Между тем Соловьев предвосхитил общественную потребность в такой роли, чувствуя, что отрыв интеллигенции от христианства, а народной веры от просвещения приведет к катастрофе, если никто не возьмет на себя миссии посредничества. Его отважный, порой ведущий к нездравым проектам почин одними воспринимался как еретическое самочинство, другими как старозаветный обскурантизм. « Несмотря на всю ясность и твердость своих взглядов, он <> возбуждал множество недоразумений. С различных сторон ему хотели навязать принципы, которым он никогда не служил. Люди различных партий считали его своим, потому что он признавал их относительную правду, и они же яростно нападали на него, когда убеждались, что он не считает их правду безусловной. Кто только не считал его ренегатом! <> В одной из речей, произнесенных в его память, было сказано, что как публицист он плыл без компаса. И, как это бывает всегда, его называли беспринципным, потому что он неизменно служил одному высшему принципу»245.
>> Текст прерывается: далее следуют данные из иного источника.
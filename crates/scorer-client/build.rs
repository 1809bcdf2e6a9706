fn main() -> Result<(), Box<dyn std::error::Error>> {
    // Supply a protoc binary from a vendored crate so the build does not
    // depend on a system-installed protobuf compiler.
    let protoc = protoc_bin_vendored::protoc_bin_path()?;
    std::env::set_var("PROTOC", protoc);

    // Compile the proto file for the scoring client
    tonic_build::compile_protos("../../proto/careers.proto")?;
    Ok(())
}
Им двигало убеждение в наличии верховной правды и скорбь оттого, что она не торжествует в окружающем мире. «Быть или не быть правде на земле»246 таков для него главный вопрос жизни и одновременно ищущей мысли. «<> Как его вдохновение, так и его негодование и его смех вытекали из одного общего источника: из его серьезного отношения к жизненному идеалу из пламенной веры в смысл жизни. Как философ и поэт, он созерцал небесный свет в его бесчисленных здешних преломлениях и восходил, подобно Платону, от этих отражений к их первоисточнику. Когда этот свет освещал для него глубь земной действительности и делал явными скрытые в ней темные бесовские силы, он, как пророк и обличитель, метал в них небесные громы. Вне этой борьбы света с тьмой жизнь была для него бессмыслицей»247.
Вопрос о судьбах правды «быть или не быть» Соловьев воспринял как обращенный к его деятельной воле, как собственную жизненную цель; он словно был рожден вместе с представлением о том, что земное бытие должно быть покорено высшей истине. Каким же путем этого достичь, он начинает думать с ранней юности, и, знакомясь с письмами молодого Соловьева его кузине Е.В. Романовой (Селевиной)248, видим: уже в эту пору в 1873 году его мысль движется не тем курсом, что у большинства его сверстников-«семидесятников». «Сознательное убеждение в том, что настоящее сознание человечества не таково, каким быть должно, значит для меня, что оно должно быть изменено, преобразовано. <> Но самый важный вопрос: где средства? Есть, правда, люди, которым вопрос этот кажется очень простым и задача легкою <> они хотят возродить человечество убийствами и поджогами. <> Я понимаю дело иначе. Я знаю, что всякое преобразование должно делаться изнутри из ума и сердца человеческого».
Преобразование это хоть и мыслилось им не на путях насилия, но рисовалось в виде такой грандиозной ревизии, что Соловьева легко принять за радикального «отрицателя», который желал бы заменить проверенные устои бытия произволом своей новоявленной системы. Его близкой приятельнице Е.М. Поливановой Соловьев в эпоху первого творческого подъема запомнился горячо верившим в себя, «в свое призвание совершить переворот в области человеческой мысли <> открыть новые, неведомые до тех пор пути для человеческого сознания <> и казалось, что он уже видит перед собой картины этого чудного грядущего»249. Такой энтузиазм, при очевидной его привлекательности, может вселить подозрение, что жизненное дело Соловьева в своем отправном пункте было самонадеянной попыткой начать все с нуля.
Однако же этот реформатор, заявивший о совершенно новом подходе к устроению человечества, видел чаемый переворот не в том, чтобы устранить прежние начала существования, а в том, чтобы отменить их вражду, поставив их в должные отношения друг к другу. «Универсализм» и «синтез» вот два непременных понятия, которые употребляет всякий, кто взялся охарактеризовать умственный мир и метод мышления Соловьева. «В истории философии трудно найти более широкий, всеобъемлющий синтез того великого и ценного, что произвела человеческая мысль. Ценностей, наследованных от прошлого, он не отвергал, напротив, он их тщательно собирал: все они вмещались в его душе и в его философии <>»; «Тот широкий универсализм, в котором Достоевский усматривает особенность русского гения, был ему присущ в высшей мере»250, пишет Е.Н. Трубецкой, а брат его Сергей философскую универсальность Соловьева сравнивает с художественной универсальностью Пушкина251.